Tercatat dalam sejarah banyak peran Lifebuoy dalam mencegah penyebaran kuman dan penyakit, diantaranya:


·     Selama Serangan kilat ke London pada tahun 1940, sabun Lifebuoy memberikan fasilitas mencuci darurat gratis bagi penduduk kota London. Mobil gerbong Lifebuoy dilengkapi dengan alat pancuran air hangat, sabun dan handuk.

·   Setelah terjadinya tsunami di Asia pada tahun 2004, sabun batangan Lifebuoy merupakan elemen kunci dalam paket lepas yang dibagi-bagikan di wilayah India Selatan, Sri Lanka dan Indonesia untuk membantu mencegah penyebaran penyakit infeksi yang mewabah setelah terjadinya bencana tersebut.

·      Pada tahun 2005 lebih dari 200.000 sabun batangan Lifebuoy disumbangkan kepada UNICEF dan Komite Palang Merah Internasional untuk membantu operasi penanggulangan akibat gempa bumi di India Utara dan Pakistan.




  PT Unilever turut berpartisipasi dalam program Edukasi kesehatan Gigi dan Mulut dengan cara mengerahkan divisi pasta giginya, Pepsodent, untuk berkolaborasi dengan Persatuan Dokter Gigi Indonesia (PDGI) dan Asosiasi Fakultas Kedokteran Gigi Indonesia (AFDOKGI) untuk menyelenggarakan Bulan Kesehatan Gigi Nasional (BKGN) setiap tahunnya. Kegiatan ini sudah berlangsung sejak tahun 2010. Melalui acara ini, Pepsodent berharap agar masyarakat, teruatama anak-anak meningkatkan kesadarannya dalam menjaga kesehatan giginya serta lebih rajin berkonsultasi ke dokter gigi.

            Pada program Pelestarian Makanan Tradisional, divisi Food PT Unilever melalui Kecap Bango menggelar acara Festival Jajanan Bango yang diadakan setiap tahun sejak tahun 2005. Setiap acara ini digelar, PT Unilever terus mengajak masyarakat ikut melestarikan berbagai makanan tradisional Nusantara warisan leluhur. Selain itu juga di acara ini, masyarakat yang datang bisa mempelajari jenis masakan nusantara yang masih belum diketahui. Dengan diadakannya acara ini, diharapkan masyarakat Indonesia lebih menghargai budaya sendiri, terutama makanan nusantara.

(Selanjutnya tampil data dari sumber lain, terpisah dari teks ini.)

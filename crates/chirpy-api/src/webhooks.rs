use axum::{
    body::Bytes,
    extract::State,
    http::{HeaderMap, StatusCode},
};
use tracing::{debug, info};

use chirpy_types::api::{POLKA_USER_UPGRADED, PolkaWebhookRequest};

use crate::auth::AppState;
use crate::error::ApiError;
use crate::run_blocking;

/// POST /api/polka/webhooks
///
/// The API key is checked before the body is parsed.
pub async fn polka_webhook(
    State(state): State<AppState>,
    headers: HeaderMap,
    body: Bytes,
) -> Result<StatusCode, ApiError> {
    state.guard.validate_api_key(&headers)?;

    let req: PolkaWebhookRequest = serde_json::from_slice(&body)
        .map_err(|e| ApiError::BadRequest(format!("Invalid webhook payload: {}", e)))?;

    if req.event != POLKA_USER_UPGRADED {
        debug!("Ignoring Polka event {}", req.event);
        return Ok(StatusCode::NO_CONTENT);
    }

    let user_id = req.data.user_id;
    run_blocking(move || Ok(state.db.upgrade_user(user_id)?)).await?;

    info!("User {} upgraded to Chirpy Red", user_id);
    Ok(StatusCode::NO_CONTENT)
}
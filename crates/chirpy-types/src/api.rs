use serde::{Deserialize, Serialize};

use crate::models::User;

// -- JWT Claims --

/// JWT claims for both token classes. `iss` tells access and refresh tokens
/// apart; `sub` is the user id rendered as a decimal string.
#[derive(Debug, Clone, PartialEq, Eq, Serialize, Deserialize)]
pub struct Claims {
    pub iss: String,
    pub sub: String,
    pub iat: i64,
    pub exp: i64,
}

// -- Users --

#[derive(Debug, Deserialize)]
#[serde(deny_unknown_fields)]
pub struct CreateUserRequest {
    pub email: String,
    pub password: String,
}

#[derive(Debug, Deserialize)]
#[serde(deny_unknown_fields)]
pub struct UpdateUserRequest {
    pub email: String,
    pub password: String,
}

// -- Auth --

#[derive(Debug, Deserialize)]
#[serde(deny_unknown_fields)]
pub struct LoginRequest {
    pub email: String,
    pub password: String,
}

#[derive(Debug, Serialize, Deserialize)]
pub struct LoginResponse {
    #[serde(flatten)]
    pub user: User,
    pub token: String,
    pub refresh_token: String,
}

#[derive(Debug, Serialize, Deserialize)]
pub struct RefreshResponse {
    pub token: String,
}

// -- Chirps --

#[derive(Debug, Deserialize)]
#[serde(deny_unknown_fields)]
pub struct CreateChirpRequest {
    pub body: String,
}

#[derive(Debug, Deserialize)]
pub struct ValidateChirpRequest {
    pub body: String,
}

#[derive(Debug, Serialize, Deserialize)]
pub struct ValidateChirpResponse {
    pub cleaned_body: String,
}

// -- Webhooks --

/// Event posted by the Polka billing service.
#[derive(Debug, Deserialize)]
pub struct PolkaWebhookRequest {
    pub event: String,
    pub data: PolkaWebhookData,
}

#[derive(Debug, Deserialize)]
pub struct PolkaWebhookData {
    pub user_id: u64,
}

pub const POLKA_USER_UPGRADED: &str = "user.upgraded";

// -- Errors --

#[derive(Debug, Serialize, Deserialize)]
pub struct ErrorResponse {
    pub error: String,
}
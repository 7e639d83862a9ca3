use std::sync::Arc;
use std::time::Duration;

use chrono::Utc;
use tracing::{info, warn};

use chirpy_api::tokens::unverified_expiry;
use chirpy_db::Database;

/// Background task that prunes dead revocation records.
///
/// A record is dead once its token can no longer pass validation anyway:
/// its own `exp` has passed, or it does not decode at all.
pub async fn run_prune_loop(db: Arc<Database>, interval_secs: u64) {
    let mut interval = tokio::time::interval(Duration::from_secs(interval_secs));

    loop {
        interval.tick().await;

        match prune_once(db.clone()).await {
            Ok(count) => {
                if count > 0 {
                    info!("Prune: dropped {} dead revocations", count);
                }
            }
            Err(e) => {
                warn!("Prune error: {}", e);
            }
        }
    }
}

pub async fn prune_once(db: Arc<Database>) -> anyhow::Result<usize> {
    let now = Utc::now();
    let count = tokio::task::spawn_blocking(move || {
        db.prune_revocations(|token, _| unverified_expiry(token).is_none_or(|exp| exp <= now))
    })
    .await??;
    Ok(count)
}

            PT Unilever juga berpartisipasi dalam acara End Hunger: Walk The World yang diadakan setiap tahun oleh United Nations-World Food Programme (WFP) untuk menyediakan bantuan pangan sekolah bagi sekitar 59 juta anak di seluruh dunia, termasuk Indonesia. Pada program ini, PT Unilever mengandalkan salah satu produk margarine unggulannya, Blue Band untuk mewakili PT Unilever.


Selain itu PT Unilever juga memiliki yayasan yang bertujuan untuk untuk mencari dan memberdayakan potensi masyarakat, memberikan nilai tambah bagi masyarakat, menyatukan kekuatan dengan mitra-mitranya dan bertindak sebagai katalis untuk pembentukan kemitraan.

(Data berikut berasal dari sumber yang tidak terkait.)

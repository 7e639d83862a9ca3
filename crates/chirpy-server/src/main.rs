mod config;
mod prune;

use std::sync::Arc;

use tracing::{info, warn};

use chirpy_api::tokens::TokenService;
use chirpy_api::{AppStateInner, router};
use chirpy_db::Database;

use crate::config::Config;

#[tokio::main]
async fn main() -> anyhow::Result<()> {
    // Load .env if present
    let _ = dotenvy::dotenv();

    // Init logging
    tracing_subscriber::fmt()
        .with_env_filter(
            tracing_subscriber::EnvFilter::try_from_default_env().unwrap_or_else(|_| {
                "chirpy=debug,chirpy_api=debug,chirpy_db=debug,tower_http=debug".into()
            }),
        )
        .init();

    let config = Config::from_env()?;

    if config.reset_db {
        match std::fs::remove_file(&config.db_path) {
            Ok(()) => warn!("Reset: removed {}", config.db_path.display()),
            Err(e) if e.kind() == std::io::ErrorKind::NotFound => {}
            Err(e) => return Err(e.into()),
        }
    }

    // Init database
    let db = Arc::new(Database::open(&config.db_path)?);
    info!("Database ready at {}", config.db_path.display());

    // Shared state
    let tokens = TokenService::new(&config.jwt_secret, config.token_lifetimes);
    let state = AppStateInner::new(db.clone(), tokens, config.polka_key.clone());

    tokio::spawn(prune::run_prune_loop(db, config.prune_interval_secs));

    let app = router(state, &config.static_dir);

    let listener = tokio::net::TcpListener::bind((config.host.as_str(), config.port)).await?;
    info!("Chirpy server listening on {}", listener.local_addr()?);

    axum::serve(listener, app).await?;

    Ok(())
}
//! Persisted record types. Distinct from chirpy-types API models so the
//! password hash stays inside the store layer.

use std::collections::BTreeMap;

use chrono::{DateTime, Utc};
use serde::{Deserialize, Serialize};

use chirpy_types::models::{Chirp, User};

#[derive(Debug, Clone, PartialEq, Eq, Serialize, Deserialize)]
pub struct ChirpRow {
    pub id: u64,
    pub author_id: u64,
    pub body: String,
}

#[derive(Debug, Clone, PartialEq, Eq, Serialize, Deserialize)]
pub struct UserRow {
    pub id: u64,
    pub email: String,
    #[serde(rename = "password")]
    pub password_hash: String,
    #[serde(default)]
    pub is_chirpy_red: bool,
}

/// Next id to hand out per map. Zero means "never recorded", which is the
/// case for files written before the counters existed.
#[derive(Debug, Clone, Copy, Default, PartialEq, Eq, Serialize, Deserialize)]
pub struct NextIds {
    pub chirps: u64,
    pub users: u64,
}

/// The full persisted aggregate; the unit of every load and write.
#[derive(Debug, Clone, Default, PartialEq, Eq, Serialize, Deserialize)]
#[serde(default)]
pub struct DbStructure {
    pub chirps: BTreeMap<u64, ChirpRow>,
    pub users: BTreeMap<u64, UserRow>,
    pub revocations: BTreeMap<String, DateTime<Utc>>,
    pub next_ids: NextIds,
}

impl DbStructure {
    pub fn allocate_chirp_id(&mut self) -> u64 {
        let id = next_id(self.next_ids.chirps, &self.chirps);
        self.next_ids.chirps = id + 1;
        id
    }

    pub fn allocate_user_id(&mut self) -> u64 {
        let id = next_id(self.next_ids.users, &self.users);
        self.next_ids.users = id + 1;
        id
    }

    pub fn find_user_by_email(&self, email: &str) -> Option<&UserRow> {
        self.users.values().find(|u| u.email == email)
    }
}

// Never below the highest live id, so counters lost or absent on disk
// cannot cause a collision.
fn next_id<V>(counter: u64, map: &BTreeMap<u64, V>) -> u64 {
    let after_last = map.keys().next_back().map_or(1, |last| last + 1);
    counter.max(after_last).max(1)
}

impl From<ChirpRow> for Chirp {
    fn from(row: ChirpRow) -> Self {
        Self {
            id: row.id,
            author_id: row.author_id,
            body: row.body,
        }
    }
}

impl From<UserRow> for User {
    fn from(row: UserRow) -> Self {
        Self {
            id: row.id,
            email: row.email,
            is_chirpy_red: row.is_chirpy_red,
        }
    }
}

#[cfg(test)]
mod tests {
    use super::*;

    #[test]
    fn ids_start_at_one() {
        let mut s = DbStructure::default();
        assert_eq!(s.allocate_chirp_id(), 1);
        assert_eq!(s.allocate_chirp_id(), 2);
        assert_eq!(s.allocate_user_id(), 1);
    }

    #[test]
    fn legacy_layout_continues_after_highest_id() {
        let raw = r#"{
            "chirps": {
                "1": {"id": 1, "author_id": 1, "body": "a"},
                "4": {"id": 4, "author_id": 1, "body": "b"}
            },
            "users": {
                "1": {"id": 1, "email": "a@b.com", "password": "hash"}
            }
        }"#;
        let mut s: DbStructure = serde_json::from_str(raw).unwrap();

        assert!(s.revocations.is_empty());
        assert!(!s.users[&1].is_chirpy_red);
        assert_eq!(s.allocate_chirp_id(), 5);
        assert_eq!(s.allocate_user_id(), 2);
    }

    #[test]
    fn persisted_field_names_match_layout() {
        let mut s = DbStructure::default();
        s.users.insert(
            1,
            UserRow {
                id: 1,
                email: "a@b.com".into(),
                password_hash: "hash".into(),
                is_chirpy_red: true,
            },
        );

        let value = serde_json::to_value(&s).unwrap();
        assert_eq!(value["users"]["1"]["password"], "hash");
        assert_eq!(value["users"]["1"]["is_chirpy_red"], true);
        assert!(value["chirps"].as_object().unwrap().is_empty());
        assert!(value["revocations"].as_object().unwrap().is_empty());
    }
}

            Berdasarkan kontribusi-kontribsi yang diberikan oleh PT Unilever diatas, maka penulis ingin menganalisis progam  Corporate Social Responsibility (CSR) PT Unilever.


2. TEORI

2.1 Pengertian Corporate Social Responsibility (CSR)

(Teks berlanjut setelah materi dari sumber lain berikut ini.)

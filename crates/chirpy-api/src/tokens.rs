//! Signed session tokens.
//!
//! Two classes of HS256 JWT share one secret and are told apart by `iss`:
//! short-lived access tokens authorize API calls, long-lived refresh tokens
//! can only be exchanged for new access tokens. Neither class is accepted
//! where the other is expected.

use chrono::{DateTime, Duration, Utc};
use jsonwebtoken::{
    Algorithm, DecodingKey, EncodingKey, Header, Validation, decode, encode, errors::ErrorKind,
};
use thiserror::Error;

use chirpy_types::api::Claims;

pub const ACCESS_ISSUER: &str = "chirpy-access";
pub const REFRESH_ISSUER: &str = "chirpy-refresh";

#[derive(Debug, Clone, Copy, PartialEq, Eq)]
pub enum TokenKind {
    Access,
    Refresh,
}

impl TokenKind {
    pub fn issuer(self) -> &'static str {
        match self {
            TokenKind::Access => ACCESS_ISSUER,
            TokenKind::Refresh => REFRESH_ISSUER,
        }
    }
}

#[derive(Debug, Clone, Copy)]
pub struct TokenLifetimes {
    pub access: Duration,
    pub refresh: Duration,
}

impl Default for TokenLifetimes {
    fn default() -> Self {
        Self {
            access: Duration::hours(1),
            refresh: Duration::days(60),
        }
    }
}

/// Why a token was rejected. Callers outside the auth layer only ever see
/// an opaque 401; the variants exist for logs and tests.
#[derive(Debug, Error)]
pub enum TokenError {
    #[error("token expired")]
    Expired,
    #[error("token signature mismatch")]
    BadSignature,
    #[error("wrong issuer: expected {expected}, found {found}")]
    WrongIssuer { expected: &'static str, found: String },
    #[error("subject {0:?} is not a user id")]
    BadSubject(String),
    #[error("malformed token: {0}")]
    Malformed(String),
    #[error("signing failed: {0}")]
    Signing(jsonwebtoken::errors::Error),
    #[error("expiry out of range")]
    ExpiryOutOfRange,
}

#[derive(Debug, Clone)]
pub struct TokenPair {
    pub access: String,
    pub refresh: String,
}

#[derive(Clone)]
pub struct TokenService {
    encoding: EncodingKey,
    decoding: DecodingKey,
    validation: Validation,
    lifetimes: TokenLifetimes,
}

impl TokenService {
    pub fn new(secret: &str, lifetimes: TokenLifetimes) -> Self {
        let mut validation = Validation::new(Algorithm::HS256);
        validation.leeway = 0;

        Self {
            encoding: EncodingKey::from_secret(secret.as_bytes()),
            decoding: DecodingKey::from_secret(secret.as_bytes()),
            validation,
            lifetimes,
        }
    }

    pub fn lifetimes(&self) -> TokenLifetimes {
        self.lifetimes
    }

    pub fn make_token(
        &self,
        subject: u64,
        issued_at: DateTime<Utc>,
        expires_at: DateTime<Utc>,
        kind: TokenKind,
    ) -> Result<String, TokenError> {
        let claims = Claims {
            iss: kind.issuer().to_string(),
            sub: subject.to_string(),
            iat: issued_at.timestamp(),
            exp: expires_at.timestamp(),
        };

        encode(&Header::new(Algorithm::HS256), &claims, &self.encoding).map_err(TokenError::Signing)
    }

    /// Mint the access/refresh pair handed out at login.
    pub fn issue_pair(&self, subject: u64, now: DateTime<Utc>) -> Result<TokenPair, TokenError> {
        Ok(TokenPair {
            access: self.make_token(subject, now, expiry(now, self.lifetimes.access)?, TokenKind::Access)?,
            refresh: self.make_token(subject, now, expiry(now, self.lifetimes.refresh)?, TokenKind::Refresh)?,
        })
    }

    pub fn validate_access_token(&self, token: &str) -> Result<u64, TokenError> {
        self.validate(token, TokenKind::Access)
    }

    pub fn validate_refresh_token(&self, token: &str) -> Result<u64, TokenError> {
        self.validate(token, TokenKind::Refresh)
    }

    /// Exchange a refresh token for a new access token. The new token's
    /// expiry is counted from now, not capped by the refresh token's own.
    /// Revocation is not checked here; see `Guard::refresh`.
    pub fn refresh(&self, refresh_token: &str) -> Result<String, TokenError> {
        let subject = self.validate_refresh_token(refresh_token)?;
        let now = Utc::now();
        self.make_token(subject, now, expiry(now, self.lifetimes.access)?, TokenKind::Access)
    }

    pub(crate) fn decode_claims(&self, token: &str) -> Result<Claims, TokenError> {
        let data = decode::<Claims>(token, &self.decoding, &self.validation).map_err(|e| match e.kind() {
            ErrorKind::ExpiredSignature => TokenError::Expired,
            ErrorKind::InvalidSignature => TokenError::BadSignature,
            _ => TokenError::Malformed(e.to_string()),
        })?;
        Ok(data.claims)
    }

    fn validate(&self, token: &str, kind: TokenKind) -> Result<u64, TokenError> {
        let claims = self.decode_claims(token)?;

        // jsonwebtoken still accepts `exp == now`; a token is valid only while `exp > now`.
        if claims.exp <= Utc::now().timestamp() {
            return Err(TokenError::Expired);
        }

        if claims.iss != kind.issuer() {
            return Err(TokenError::WrongIssuer {
                expected: kind.issuer(),
                found: claims.iss,
            });
        }

        claims
            .sub
            .parse::<u64>()
            .map_err(|_| TokenError::BadSubject(claims.sub))
    }
}

fn expiry(now: DateTime<Utc>, lifetime: Duration) -> Result<DateTime<Utc>, TokenError> {
    now.checked_add_signed(lifetime)
        .ok_or(TokenError::ExpiryOutOfRange)
}

/// Read the `exp` claim without checking signature, issuer or expiry.
///
/// Only for housekeeping over tokens that were validated when they were
/// stored. Returns `None` when the token cannot be decoded at all.
pub fn unverified_expiry(token: &str) -> Option<DateTime<Utc>> {
    let mut validation = Validation::new(Algorithm::HS256);
    validation.insecure_disable_signature_validation();
    validation.validate_exp = false;
    validation.required_spec_claims.clear();

    let data = decode::<Claims>(token, &DecodingKey::from_secret(&[]), &validation).ok()?;
    DateTime::from_timestamp(data.claims.exp, 0)
}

            Tanggung jawab Sosial Perusahaan atau Corporate Social Responsibility (CSR) adalah suatu konsep yang mengajarkan bahwa suatu organisasi/perusahaan memiliki tanggung jawab tidak hanya pada kondisi finansial saja, tetapi juga terhadap pihak-pihak yang memiliki kepentingan atas perusahaan tersebut, seperti konsumen, karyawan, pemegang saham, komunitas dan lingkungan, dari sisi ekonomi, sosial dan lingkungan. Dengan menganut konsep ini, sebuah perusahaan tidak hanya terpaut terhadap tujuan finansial saja, tetapi juga memiliki peran yang sangat penting dalam ikut menyejahterakan kehidupan orang banyak.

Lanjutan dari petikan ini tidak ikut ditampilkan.